И вот первый бой – предстоит первая встреча лицом к лицу с врагом. «Вот они, немцы! Настоящие, живые, а не нарисованные на полигонных щитах! Ему известно о них все, что писалось в газетах и передавалось по радио, но сердце упрямилось до конца поверить в тупую звериную жестокость этих самых фашистов; он не мог заставить себя думать о них иначе как о людях. Но какие же они? Какие?».

Здесь необходимо привести отрывок из повести К.Воробьева, из которого предельно ясно видно, насколько ярко и зримо умеет передать этот писатель и накал боя, и показать психологически точно и правдиво душевное состояние героя, потрясенного всем тем, что он увидел и в чем впервые участвовал.

«…Алексей вскочил на ноги и скомандовал атаку…

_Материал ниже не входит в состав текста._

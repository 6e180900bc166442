// Copyright (c) Microsoft Corporation.
// Licensed under the MIT License.

pub mod aggregates;
pub mod arrays;
pub mod comparison;
pub mod conversions;
pub mod internal;
pub mod numbers;
pub mod objects;
pub mod opa;
pub mod sets;
pub mod strings;
pub mod types;
pub mod utils;

use crate::interpreter::EvalError;
use crate::lexer::Location;
use crate::value::{Term, Value};

use std::collections::{BTreeMap, HashMap};

use anyhow::Result;
use lazy_static::lazy_static;

/// Returns `Ok(None)` when the call is undefined.
pub type BuiltinFcn = fn(&BuiltinContext, &[Value]) -> Result<Option<Value>>;

/// A host-provided function invocable by name from policies.
#[derive(Clone, Copy)]
pub struct Builtin {
    pub name: &'static str,
    pub arity: usize,
    pub fcn: BuiltinFcn,
}

impl Builtin {
    pub const fn new(name: &'static str, arity: usize, fcn: BuiltinFcn) -> Self {
        Self { name, arity, fcn }
    }
}

impl core::fmt::Debug for Builtin {
    fn fmt(&self, f: &mut core::fmt::Formatter) -> core::fmt::Result {
        write!(f, "{}/{}", self.name, self.arity)
    }
}

/// Per-call information handed to a builtin.
pub struct BuiltinContext<'a> {
    pub name: &'static str,
    pub location: Option<&'a Location>,
    /// Value returned by `opa.runtime()`.
    pub runtime: &'a Value,
}

impl BuiltinContext<'_> {
    pub fn error(&self, message: impl Into<String>) -> anyhow::Error {
        EvalError::Builtin {
            name: self.name.to_string(),
            location: self.location.cloned(),
            message: message.into(),
        }
        .into()
    }
}

#[rustfmt::skip]
lazy_static! {
    pub static ref BUILTINS: HashMap<&'static str, Builtin> = {
	let mut m : HashMap<&'static str, Builtin>  = HashMap::new();

	aggregates::register(&mut m);
	arrays::register(&mut m);
	comparison::register(&mut m);
	conversions::register(&mut m);
	internal::register(&mut m);
	numbers::register(&mut m);
	objects::register(&mut m);
	opa::register(&mut m);
	sets::register(&mut m);
	strings::register(&mut m);
	types::register(&mut m);

	m
    };

    // Dotted builtin names keyed by their number of segments.
    static ref BUILTINS_BY_PARTS: BTreeMap<usize, Vec<&'static str>> = {
	let mut index: BTreeMap<usize, Vec<&'static str>> = BTreeMap::new();
	for name in BUILTINS.keys() {
	    let parts = name.split('.').count();
	    if parts > 1 {
		index.entry(parts).or_default().push(*name);
	    }
	}
	for names in index.values_mut() {
	    names.sort_unstable();
	}
	index
    };
}

/// Resolves a ref such as `strings.reverse` to the registered builtin name it
/// denotes. Nothing is allocated; `None` means the ref is not a builtin.
pub fn builtin_name_from_ref(r: &[Term]) -> Option<&'static str> {
    let (head, rest) = r.split_first()?;
    let var = match &head.value {
        Value::Var(v) => v.as_str(),
        _ => return None,
    };

    if rest.is_empty() {
        return BUILTINS.get_key_value(var).map(|(name, _)| *name);
    }

    let mut total_len = var.len();
    for t in rest {
        match &t.value {
            Value::String(s) => total_len += 1 + s.len(),
            _ => return None,
        }
    }

    let candidates = BUILTINS_BY_PARTS.get(&r.len())?;
    'candidates: for name in candidates {
        if name.len() != total_len {
            continue;
        }
        let mut remainder = match name.split_once('.') {
            Some((prefix, remainder)) if prefix == var => remainder,
            _ => continue,
        };
        for t in rest {
            let segment = match &t.value {
                Value::String(s) => s.as_ref(),
                _ => return None,
            };
            if remainder == segment {
                return Some(*name);
            }
            match remainder.split_once('.') {
                Some((part, tail)) if part == segment => remainder = tail,
                _ => continue 'candidates,
            }
        }
    }
    None
}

Взвод вонзился в село, как вилы в копну сена, и с этого момента Алексей утратил всяческую власть над курсантами. Как в детстве камень с обрыва Устиньина лога, Алексей с силой швырнул в грузовик «лимонку» и прыгнул за кучу хвороста. Он не услыхал взрыва гранаты, потому что все вокруг грохотало и обваливалось… Он услышал рядом с собой, за кучей хвороста, испуганно-недоуменный крик: «Отдай, проститутка! Кому говорю!! » – из-за хвороста к нему задом пятился кто-то из курсантов, ведя на винтовке, как на привязи, озаренного отсветом пожара немца в длинном резиновом плаще и с автоматом на шее. Клонясь вперед, тот обеими руками намертво вцепился в ствол СВТ, а штык по самую рукоятку сидел в его животе, и курсант снова испуганно прокричал «Отдай!» и рванул винтовку. В нелепом скачке немец упал на колени и, рывком насаживаясь на полуобнажившийся рубиново светящийся штык, запрокинул голову в каком-то исступленно страстном заклятье… Lassen Sie es doch? Herr Offizier! Um Gottes Willen! (Оставьте, господин офицер! Ради бога!)

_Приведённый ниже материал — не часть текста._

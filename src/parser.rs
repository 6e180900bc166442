// Copyright (c) Microsoft Corporation.
// Licensed under the MIT License.

use crate::ast::*;
use crate::lexer::*;
use crate::number::Number;
use crate::value::*;
use crate::Rc;

use core::str::FromStr;
use std::collections::{BTreeMap, BTreeSet};

use anyhow::{bail, Result};

#[derive(Clone)]
pub struct Parser<'source> {
    source: Source,
    lexer: Lexer<'source>,
    tok: Token,
    // Line and end offset of the previous token.
    line: u32,
    end: u32,
}
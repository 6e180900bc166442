// Copyright (c) Microsoft Corporation.
// Licensed under the MIT License.

use crate::value::Var;

use core::fmt;
use std::collections::BTreeSet;

/// A set of variables.
///
/// An absent set is written `None::<&VarSet>`; the read-only operations in
/// [`VarSetExt`] treat it as empty. Only an owned set can be mutated.
#[derive(Clone, Default, PartialEq, Eq)]
pub struct VarSet {
    vars: BTreeSet<Var>,
}

impl VarSet {
    pub fn new() -> Self {
        Self::default()
    }

    pub fn add(&mut self, v: Var) {
        self.vars.insert(v);
    }

    pub fn clear(&mut self) {
        self.vars.clear();
    }

    /// Merges `other` into `self`.
    pub fn update<'a>(&mut self, other: impl Into<Option<&'a VarSet>>) {
        if let Some(o) = other.into() {
            self.vars.extend(o.vars.iter().cloned());
        }
    }

    pub fn remove(&mut self, v: &Var) -> bool {
        self.vars.remove(v)
    }

    pub fn contains(&self, v: &Var) -> bool {
        self.vars.contains(v)
    }

    pub fn len(&self) -> usize {
        self.vars.len()
    }

    pub fn is_empty(&self) -> bool {
        self.vars.is_empty()
    }

    pub fn iter(&self) -> impl Iterator<Item = &Var> {
        self.vars.iter()
    }

    pub fn diff(&self, other: Option<&VarSet>) -> VarSet {
        Some(self).diff(other)
    }

    pub fn intersect(&self, other: Option<&VarSet>) -> VarSet {
        Some(self).intersect(other)
    }

    pub fn union(&self, other: Option<&VarSet>) -> VarSet {
        Some(self).union(other)
    }

    pub fn sorted(&self) -> Vec<Var> {
        self.vars.iter().cloned().collect()
    }

    pub fn equal(&self, other: Option<&VarSet>) -> bool {
        Some(self).equal(other)
    }
}

/// Read-only set algebra that also accepts an absent set.
pub trait VarSetExt {
    fn contains_var(&self, v: &Var) -> bool;
    fn diff(&self, other: Option<&VarSet>) -> VarSet;
    fn intersect(&self, other: Option<&VarSet>) -> VarSet;
    fn union(&self, other: Option<&VarSet>) -> VarSet;
    fn sorted(&self) -> Vec<Var>;
    fn equal(&self, other: Option<&VarSet>) -> bool;
    fn len(&self) -> usize;
    fn is_empty(&self) -> bool {
        self.len() == 0
    }
}

impl VarSetExt for Option<&VarSet> {
    fn contains_var(&self, v: &Var) -> bool {
        self.is_some_and(|s| s.vars.contains(v))
    }

    fn diff(&self, other: Option<&VarSet>) -> VarSet {
        let vars = match (self, other) {
            (None, _) => BTreeSet::new(),
            (Some(s), None) => s.vars.clone(),
            (Some(s), Some(o)) => s.vars.difference(&o.vars).cloned().collect(),
        };
        VarSet { vars }
    }

    fn intersect(&self, other: Option<&VarSet>) -> VarSet {
        let vars = match (self, other) {
            (Some(s), Some(o)) => s.vars.intersection(&o.vars).cloned().collect(),
            _ => BTreeSet::new(),
        };
        VarSet { vars }
    }

    fn union(&self, other: Option<&VarSet>) -> VarSet {
        let mut r = self.map(VarSet::clone).unwrap_or_default();
        r.update(other);
        r
    }

    fn sorted(&self) -> Vec<Var> {
        self.map(VarSet::sorted).unwrap_or_default()
    }

    fn equal(&self, other: Option<&VarSet>) -> bool {
        self.diff(other).is_empty() && other.diff(*self).is_empty()
    }

    fn len(&self) -> usize {
        self.map_or(0, VarSet::len)
    }
}

impl FromIterator<Var> for VarSet {
    fn from_iter<I: IntoIterator<Item = Var>>(iter: I) -> Self {
        Self {
            vars: iter.into_iter().collect(),
        }
    }
}

impl Extend<Var> for VarSet {
    fn extend<I: IntoIterator<Item = Var>>(&mut self, iter: I) {
        self.vars.extend(iter)
    }
}

impl fmt::Display for VarSet {
    fn fmt(&self, f: &mut fmt::Formatter) -> fmt::Result {
        f.write_str("[")?;
        for (idx, v) in self.vars.iter().enumerate() {
            if idx > 0 {
                f.write_str(" ")?;
            }
            write!(f, "{v}")?;
        }
        f.write_str("]")
    }
}

impl fmt::Debug for VarSet {
    fn fmt(&self, f: &mut fmt::Formatter) -> fmt::Result {
        write!(f, "{self}")
    }
}
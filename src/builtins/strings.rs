// Copyright (c) Microsoft Corporation.
// Licensed under the MIT License.

use crate::builtins::utils::{
    ensure_args_count, ensure_integer, ensure_string, ensure_string_collection,
};
use crate::builtins::{Builtin, BuiltinContext};
use crate::value::{Term, Value};
use crate::Rc;

use std::collections::HashMap;

use anyhow::Result;

pub fn register(m: &mut HashMap<&'static str, Builtin>) {
    m.insert("concat", Builtin::new("concat", 2, concat));
    m.insert("contains", Builtin::new("contains", 2, contains));
    m.insert("endswith", Builtin::new("endswith", 2, endswith));
    m.insert("indexof", Builtin::new("indexof", 2, indexof));
    m.insert("lower", Builtin::new("lower", 1, lower));
    m.insert("replace", Builtin::new("replace", 3, replace));
    m.insert("split", Builtin::new("split", 2, split));
    m.insert("startswith", Builtin::new("startswith", 2, startswith));
    m.insert("strings.reverse", Builtin::new("strings.reverse", 1, reverse));
    m.insert("substring", Builtin::new("substring", 3, substring));
    m.insert("trim_space", Builtin::new("trim_space", 1, trim_space));
    m.insert("upper", Builtin::new("upper", 1, upper));
}

fn concat(ctx: &BuiltinContext, args: &[Value]) -> Result<Option<Value>> {
    ensure_args_count(ctx, args, 2)?;
    let delimiter = ensure_string(ctx, &args[0])?;
    let collection = ensure_string_collection(ctx, &args[1])?;
    Ok(Some(Value::from(collection.join(&delimiter))))
}

fn contains(ctx: &BuiltinContext, args: &[Value]) -> Result<Option<Value>> {
    ensure_args_count(ctx, args, 2)?;
    let s1 = ensure_string(ctx, &args[0])?;
    let s2 = ensure_string(ctx, &args[1])?;
    Ok(Some(Value::Bool(s1.contains(s2.as_ref()))))
}

fn endswith(ctx: &BuiltinContext, args: &[Value]) -> Result<Option<Value>> {
    ensure_args_count(ctx, args, 2)?;
    let s1 = ensure_string(ctx, &args[0])?;
    let s2 = ensure_string(ctx, &args[1])?;
    Ok(Some(Value::Bool(s1.ends_with(s2.as_ref()))))
}

fn startswith(ctx: &BuiltinContext, args: &[Value]) -> Result<Option<Value>> {
    ensure_args_count(ctx, args, 2)?;
    let s1 = ensure_string(ctx, &args[0])?;
    let s2 = ensure_string(ctx, &args[1])?;
    Ok(Some(Value::Bool(s1.starts_with(s2.as_ref()))))
}

// Index in characters, -1 when absent.
fn indexof(ctx: &BuiltinContext, args: &[Value]) -> Result<Option<Value>> {
    ensure_args_count(ctx, args, 2)?;
    let s1 = ensure_string(ctx, &args[0])?;
    let s2 = ensure_string(ctx, &args[1])?;
    Ok(Some(Value::from(match s1.find(s2.as_ref()) {
        Some(pos) => s1[..pos].chars().count() as i64,
        None => -1,
    })))
}

fn lower(ctx: &BuiltinContext, args: &[Value]) -> Result<Option<Value>> {
    ensure_args_count(ctx, args, 1)?;
    Ok(Some(Value::from(ensure_string(ctx, &args[0])?.to_lowercase())))
}

fn upper(ctx: &BuiltinContext, args: &[Value]) -> Result<Option<Value>> {
    ensure_args_count(ctx, args, 1)?;
    Ok(Some(Value::from(ensure_string(ctx, &args[0])?.to_uppercase())))
}

fn replace(ctx: &BuiltinContext, args: &[Value]) -> Result<Option<Value>> {
    ensure_args_count(ctx, args, 3)?;
    let s = ensure_string(ctx, &args[0])?;
    let old = ensure_string(ctx, &args[1])?;
    let new = ensure_string(ctx, &args[2])?;
    Ok(Some(Value::from(s.replace(old.as_ref(), new.as_ref()))))
}

fn split(ctx: &BuiltinContext, args: &[Value]) -> Result<Option<Value>> {
    ensure_args_count(ctx, args, 2)?;
    let s = ensure_string(ctx, &args[0])?;
    let delimiter = ensure_string(ctx, &args[1])?;
    let parts: Vec<Term> = s
        .split(delimiter.as_ref())
        .map(|p| Term::new(Value::from(p)))
        .collect();
    Ok(Some(Value::Array(Rc::new(parts))))
}

fn reverse(ctx: &BuiltinContext, args: &[Value]) -> Result<Option<Value>> {
    ensure_args_count(ctx, args, 1)?;
    let s = ensure_string(ctx, &args[0])?;
    Ok(Some(Value::from(s.chars().rev().collect::<String>())))
}

// A negative length extends to the end of the string.
fn substring(ctx: &BuiltinContext, args: &[Value]) -> Result<Option<Value>> {
    ensure_args_count(ctx, args, 3)?;
    let s = ensure_string(ctx, &args[0])?;
    let offset = ensure_integer(ctx, &args[1])?;
    let length = ensure_integer(ctx, &args[2])?;

    if offset < 0 {
        return Err(ctx.error("negative offset"));
    }
    let chars = s.chars().skip(offset as usize);
    let result: String = if length < 0 {
        chars.collect()
    } else {
        chars.take(length as usize).collect()
    };
    Ok(Some(Value::from(result)))
}

fn trim_space(ctx: &BuiltinContext, args: &[Value]) -> Result<Option<Value>> {
    ensure_args_count(ctx, args, 1)?;
    Ok(Some(Value::from(ensure_string(ctx, &args[0])?.trim())))
}
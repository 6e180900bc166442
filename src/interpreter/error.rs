// Copyright (c) Microsoft Corporation.
// Licensed under the MIT License.

use crate::lexer::Location;
use crate::storage::StoreError;

use core::fmt;

use thiserror::Error;

/// Errors that abort an evaluation. They are wrapped in `anyhow::Error`;
/// use `downcast_ref::<EvalError>()` to inspect them.
#[derive(Debug, Clone, Error)]
pub enum EvalError {
    #[error("evaluation cancelled")]
    Cancelled,

    #[error("{}: {message}", OptLocation(.location))]
    Conflict {
        location: Option<Location>,
        message: String,
    },

    #[error("{}: {name}: {message}", OptLocation(.location))]
    Builtin {
        name: String,
        location: Option<Location>,
        message: String,
    },

    #[error("{}: recursion detected while evaluating {path}", OptLocation(.location))]
    Recursion {
        location: Option<Location>,
        path: String,
    },

    #[error(transparent)]
    Store(#[from] StoreError),
}

struct OptLocation<'a>(&'a Option<Location>);

impl fmt::Display for OptLocation<'_> {
    fn fmt(&self, f: &mut fmt::Formatter) -> fmt::Result {
        match self.0 {
            Some(l) => write!(f, "{l}"),
            None => f.write_str("<unknown>"),
        }
    }
}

Ни на каком суде, никому и никогда Алексей не посмел бы признаться в том, коротком и остро-пронзительном взрыве ярости и отвращения, которое он испытал к курсанту, разгадав чем-то тайным в себе темный смысл фразы поверженного немца.

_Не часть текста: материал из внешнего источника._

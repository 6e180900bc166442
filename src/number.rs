// Copyright (c) Microsoft Corporation.
// Licensed under the MIT License.

use core::cmp::Ordering;
use core::fmt::{self, Debug, Formatter};
use core::str::FromStr;

use anyhow::{anyhow, bail, Result};
use num_bigint::{BigInt, Sign};
use num_traits::{One, Signed, ToPrimitive, Zero};

use serde::ser::Serializer;
use serde::Serialize;

use crate::Rc;

/// Significant digits kept when a quotient does not terminate.
const DIVISION_PRECISION: u64 = 34;

/// Largest decimal exponent accepted when reading numbers.
const MAX_EXPONENT: i64 = 10_000;

/// Exact decimal `mantissa * 10^-scale`.
///
/// Always normalized: the mantissa carries no trailing zeros when the scale is
/// positive, and integral values that fit in `i64` are never stored here.
#[derive(Clone, PartialEq, Eq, Hash)]
pub struct Decimal {
    mantissa: BigInt,
    scale: u32,
}

#[derive(Clone, PartialEq, Eq, Hash)]
pub enum Number {
    Int(i64),
    Decimal(Rc<Decimal>),
}

fn pow10(exp: u64) -> BigInt {
    num_traits::pow(BigInt::from(10u8), exp as usize)
}

fn digit_count(v: &BigInt) -> u64 {
    if v.is_zero() {
        1
    } else {
        v.magnitude().to_str_radix(10).len() as u64
    }
}

// Divide rounding half away from zero.
fn div_round(num: &BigInt, den: &BigInt) -> BigInt {
    let q = num / den;
    let r = num % den;
    if (r.abs() * 2u8) >= den.abs() {
        if num.sign() == den.sign() {
            q + 1
        } else {
            q - 1
        }
    } else {
        q
    }
}

impl Number {
    fn from_parts(mut mantissa: BigInt, mut scale: u32) -> Number {
        if mantissa.is_zero() {
            return Number::Int(0);
        }
        let ten = BigInt::from(10u8);
        while scale > 0 && (&mantissa % &ten).is_zero() {
            mantissa /= &ten;
            scale -= 1;
        }
        if scale == 0 {
            if let Some(i) = mantissa.to_i64() {
                return Number::Int(i);
            }
        }
        Number::Decimal(Rc::new(Decimal { mantissa, scale }))
    }

    fn parts(&self) -> (BigInt, u32) {
        match self {
            Number::Int(i) => (BigInt::from(*i), 0),
            Number::Decimal(d) => (d.mantissa.clone(), d.scale),
        }
    }

    // Bring both operands to a common scale.
    fn aligned(&self, rhs: &Number) -> (BigInt, BigInt, u32) {
        let (a, sa) = self.parts();
        let (b, sb) = rhs.parts();
        match sa.cmp(&sb) {
            Ordering::Equal => (a, b, sa),
            Ordering::Less => (a * pow10((sb - sa) as u64), b, sb),
            Ordering::Greater => (a, b * pow10((sa - sb) as u64), sa),
        }
    }

    pub fn is_integer(&self) -> bool {
        match self {
            Number::Int(_) => true,
            Number::Decimal(d) => d.scale == 0,
        }
    }

    pub fn is_positive(&self) -> bool {
        match self {
            Number::Int(i) => *i > 0,
            Number::Decimal(d) => d.mantissa.is_positive(),
        }
    }

    pub fn is_zero(&self) -> bool {
        matches!(self, Number::Int(0))
    }

    pub fn as_i64(&self) -> Option<i64> {
        match self {
            Number::Int(i) => Some(*i),
            _ => None,
        }
    }

    pub fn as_u64(&self) -> Option<u64> {
        match self {
            Number::Int(i) => u64::try_from(*i).ok(),
            Number::Decimal(d) if d.scale == 0 => d.mantissa.to_u64(),
            _ => None,
        }
    }

    pub fn as_usize(&self) -> Option<usize> {
        self.as_u64().and_then(|u| usize::try_from(u).ok())
    }

    pub fn as_big(&self) -> Option<BigInt> {
        match self {
            Number::Int(i) => Some(BigInt::from(*i)),
            Number::Decimal(d) if d.scale == 0 => Some(d.mantissa.clone()),
            _ => None,
        }
    }

    /// Nearest `f64`. Lossy by nature.
    pub fn as_f64(&self) -> f64 {
        match self {
            Number::Int(i) => *i as f64,
            Number::Decimal(_) => self.format_decimal().parse::<f64>().unwrap_or(f64::NAN),
        }
    }

    pub fn add(&self, rhs: &Number) -> Result<Number> {
        if let (Number::Int(a), Number::Int(b)) = (self, rhs) {
            if let Some(c) = a.checked_add(*b) {
                return Ok(Number::Int(c));
            }
        }
        let (a, b, scale) = self.aligned(rhs);
        Ok(Number::from_parts(a + b, scale))
    }

    pub fn sub(&self, rhs: &Number) -> Result<Number> {
        if let (Number::Int(a), Number::Int(b)) = (self, rhs) {
            if let Some(c) = a.checked_sub(*b) {
                return Ok(Number::Int(c));
            }
        }
        let (a, b, scale) = self.aligned(rhs);
        Ok(Number::from_parts(a - b, scale))
    }

    pub fn mul(&self, rhs: &Number) -> Result<Number> {
        if let (Number::Int(a), Number::Int(b)) = (self, rhs) {
            if let Some(c) = a.checked_mul(*b) {
                return Ok(Number::Int(c));
            }
        }
        let (a, sa) = self.parts();
        let (b, sb) = rhs.parts();
        let scale = sa
            .checked_add(sb)
            .ok_or_else(|| anyhow!("number out of range"))?;
        Ok(Number::from_parts(a * b, scale))
    }

    /// Exact when the quotient terminates; otherwise rounded to 34
    /// significant digits.
    pub fn divide(&self, rhs: &Number) -> Result<Number> {
        if rhs.is_zero() {
            bail!("divide by zero");
        }
        if let (Number::Int(a), Number::Int(b)) = (self, rhs) {
            if let Some(0) = a.checked_rem(*b) {
                if let Some(c) = a.checked_div(*b) {
                    return Ok(Number::Int(c));
                }
            }
        }

        // self / rhs == num / den
        let (a, sa) = self.parts();
        let (b, sb) = rhs.parts();
        let num = a * pow10(sb as u64);
        let den = b * pow10(sa as u64);

        let g = num_integer_gcd(&num, &den);
        let (num, mut den) = (num / &g, den / &g);
        if den.is_negative() {
            den = -den;
            return Self::divide_reduced(-num, den);
        }
        Self::divide_reduced(num, den)
    }

    fn divide_reduced(num: BigInt, den: BigInt) -> Result<Number> {
        // A reduced fraction terminates iff the denominator has only 2 and 5
        // as prime factors.
        let (mut twos, mut fives) = (0u64, 0u64);
        let mut rest = den.clone();
        let (two, five) = (BigInt::from(2u8), BigInt::from(5u8));
        while (&rest % &two).is_zero() {
            rest /= &two;
            twos += 1;
        }
        while (&rest % &five).is_zero() {
            rest /= &five;
            fives += 1;
        }

        if rest.is_one() {
            let scale = twos.max(fives);
            let factor = pow10(scale) / &den;
            let scale = u32::try_from(scale).map_err(|_| anyhow!("number out of range"))?;
            return Ok(Number::from_parts(num * factor, scale));
        }

        // Pick a scale that yields exactly DIVISION_PRECISION digits.
        let shift = DIVISION_PRECISION as i64 + digit_count(&den) as i64 - digit_count(&num) as i64;
        let scaled = |s: i64| -> (BigInt, BigInt) {
            if s >= 0 {
                (&num * pow10(s as u64), den.clone())
            } else {
                (num.clone(), &den * pow10(s.unsigned_abs()))
            }
        };
        let (n, d) = scaled(shift);
        let mut q = &n / &d;
        let mut shift = shift;
        let digits = digit_count(&q);
        if digits > DIVISION_PRECISION {
            shift -= (digits - DIVISION_PRECISION) as i64;
        } else if digits < DIVISION_PRECISION && !q.is_zero() {
            shift += (DIVISION_PRECISION - digits) as i64;
        }
        let (n, d) = scaled(shift);
        q = div_round(&n, &d);

        if shift >= 0 {
            let scale = u32::try_from(shift).map_err(|_| anyhow!("number out of range"))?;
            Ok(Number::from_parts(q, scale))
        } else {
            Ok(Number::from_parts(q * pow10(shift.unsigned_abs()), 0))
        }
    }

    /// Remainder with the sign of the dividend. Integers only.
    pub fn modulo(&self, rhs: &Number) -> Result<Number> {
        match (self.as_big(), rhs.as_big()) {
            (Some(_), Some(b)) if b.is_zero() => bail!("modulo by zero"),
            (Some(a), Some(b)) => {
                if let (Number::Int(x), Number::Int(y)) = (self, rhs) {
                    if let Some(r) = x.checked_rem(*y) {
                        return Ok(Number::Int(r));
                    }
                }
                Ok(Number::from_parts(a % b, 0))
            }
            _ => bail!("modulo on floating-point number"),
        }
    }

    pub fn neg(&self) -> Number {
        match self {
            Number::Int(i) => match i.checked_neg() {
                Some(n) => Number::Int(n),
                None => Number::from_parts(-BigInt::from(*i), 0),
            },
            Number::Decimal(d) => Number::from_parts(-d.mantissa.clone(), d.scale),
        }
    }

    pub fn abs(&self) -> Number {
        match self {
            Number::Int(i) if *i >= 0 => self.clone(),
            Number::Decimal(d) if !d.mantissa.is_negative() => self.clone(),
            _ => self.neg(),
        }
    }

    pub fn floor(&self) -> Number {
        match self {
            Number::Decimal(d) if d.scale > 0 => {
                let p = pow10(d.scale as u64);
                let q = &d.mantissa / &p;
                match d.mantissa.is_negative() {
                    true => Number::from_parts(q - 1, 0),
                    false => Number::from_parts(q, 0),
                }
            }
            _ => self.clone(),
        }
    }

    pub fn ceil(&self) -> Number {
        self.neg().floor().neg()
    }

    /// Rounds half away from zero.
    pub fn round(&self) -> Number {
        match self {
            Number::Decimal(d) if d.scale > 0 => {
                Number::from_parts(div_round(&d.mantissa, &pow10(d.scale as u64)), 0)
            }
            _ => self.clone(),
        }
    }

    pub fn format_decimal(&self) -> String {
        match self {
            Number::Int(i) => i.to_string(),
            Number::Decimal(d) => {
                let digits = d.mantissa.magnitude().to_str_radix(10);
                let sign = match d.mantissa.sign() {
                    Sign::Minus => "-",
                    _ => "",
                };
                let scale = d.scale as usize;
                if scale == 0 {
                    format!("{sign}{digits}")
                } else if digits.len() > scale {
                    let (int, frac) = digits.split_at(digits.len() - scale);
                    format!("{sign}{int}.{frac}")
                } else {
                    format!("{sign}0.{}{digits}", "0".repeat(scale - digits.len()))
                }
            }
        }
    }
}

fn num_integer_gcd(a: &BigInt, b: &BigInt) -> BigInt {
    let (mut a, mut b) = (a.abs(), b.abs());
    while !b.is_zero() {
        let r = &a % &b;
        a = b;
        b = r;
    }
    if a.is_zero() {
        BigInt::one()
    } else {
        a
    }
}

impl Debug for Number {
    fn fmt(&self, f: &mut Formatter<'_>) -> fmt::Result {
        f.write_str(&self.format_decimal())
    }
}

impl fmt::Display for Number {
    fn fmt(&self, f: &mut Formatter<'_>) -> fmt::Result {
        f.write_str(&self.format_decimal())
    }
}

impl Serialize for Number {
    fn serialize<S>(&self, serializer: S) -> Result<S::Ok, S::Error>
    where
        S: Serializer,
    {
        let s = self.format_decimal();
        let v = serde_json::Number::from_str(&s)
            .map_err(|_| serde::ser::Error::custom("could not serialize number"))?;
        v.serialize(serializer)
    }
}

impl From<i64> for Number {
    fn from(value: i64) -> Self {
        Number::Int(value)
    }
}

impl From<i32> for Number {
    fn from(value: i32) -> Self {
        Number::Int(value as i64)
    }
}

impl From<u64> for Number {
    fn from(value: u64) -> Self {
        match i64::try_from(value) {
            Ok(i) => Number::Int(i),
            Err(_) => Number::from_parts(BigInt::from(value), 0),
        }
    }
}

impl From<usize> for Number {
    fn from(value: usize) -> Self {
        Number::from(value as u64)
    }
}

impl From<BigInt> for Number {
    fn from(value: BigInt) -> Self {
        Number::from_parts(value, 0)
    }
}

impl FromStr for Number {
    type Err = anyhow::Error;

    // JSON number grammar: -?(0|[1-9][0-9]*)(\.[0-9]+)?([eE][+-]?[0-9]+)?
    fn from_str(s: &str) -> Result<Self, Self::Err> {
        let (negative, body) = match s.strip_prefix('-') {
            Some(rest) => (true, rest),
            None => (false, s),
        };
        let (significand, exponent) = match body.find(['e', 'E']) {
            Some(pos) => (&body[..pos], Some(&body[pos + 1..])),
            None => (body, None),
        };
        let (int, frac) = match significand.split_once('.') {
            Some((i, f)) => (i, f),
            None => (significand, ""),
        };

        let all_digits = |t: &str| !t.is_empty() && t.bytes().all(|b| b.is_ascii_digit());
        if !all_digits(int) || (significand.contains('.') && !all_digits(frac)) {
            bail!("invalid number `{s}`");
        }

        let exp: i64 = match exponent {
            Some(e) => {
                let digits = e.strip_prefix(['+', '-']).unwrap_or(e);
                if !all_digits(digits) {
                    bail!("invalid number `{s}`");
                }
                let mag: i64 = digits
                    .parse()
                    .ok()
                    .filter(|m| *m <= MAX_EXPONENT)
                    .ok_or_else(|| anyhow!("exponent out of range in `{s}`"))?;
                if e.starts_with('-') {
                    -mag
                } else {
                    mag
                }
            }
            None => 0,
        };

        let mut mantissa = BigInt::parse_bytes(format!("{int}{frac}").as_bytes(), 10)
            .ok_or_else(|| anyhow!("invalid number `{s}`"))?;
        if negative {
            mantissa = -mantissa;
        }

        let scale = frac.len() as i64 - exp;
        if scale < 0 {
            Ok(Number::from_parts(mantissa * pow10(scale.unsigned_abs()), 0))
        } else {
            let scale = u32::try_from(scale).map_err(|_| anyhow!("number out of range"))?;
            Ok(Number::from_parts(mantissa, scale))
        }
    }
}

impl Ord for Number {
    fn cmp(&self, other: &Self) -> Ordering {
        if let (Number::Int(a), Number::Int(b)) = (self, other) {
            return a.cmp(b);
        }
        let (a, b, _) = self.aligned(other);
        a.cmp(&b)
    }
}

impl PartialOrd for Number {
    fn partial_cmp(&self, other: &Self) -> Option<Ordering> {
        Some(self.cmp(other))
    }
}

– Стреляй скорее в него! Ну?! – стонуще крикнул он, и разом с глухим захлебным выстрелом ему явственно послышался противный мягкий звук, похожий на удар палкой по влажной земле».

Вот этот вот психологический момент: вспышка ненависти к своему, заколовшему врага штыком – никогда еще не был зафиксирован в нашей литературе о войне. Враг воспринят как страдающий человек.

Бой выигран – следует бурная радость, и сразу идет другая – резко ей контрастная – сцена трагической гибели роты.

«Отвратительный вой приближающихся бомб», лес, «опрокидывающийся в сплошную грохочущую темноту», дрожь земли, «плотная карусель самолетов, взлетающие и опадающие фонтаны взрывов, летящие и заваливающиеся деревья… смятые каски и поломанные винтовки». А потом – «отрывисто круглые выстрелы танковых пушек, прорези автоматных очередей… голоса немцев, улюлюканье и свист». А посредине этого ада, в огненном кольце – курсанты, «до капли похожие друг на друга, потому что все были с раскрытыми ртами и обескровленными лицами». Финал не описан, но читатель знает: рота истреблена, погибла вся, до последнего человека. Все 240 красавцев-лейтенантов. И капитан Рюмин – их бравый и решительный командир, любимец и идеал курсантов, – застрелился после гибели роты.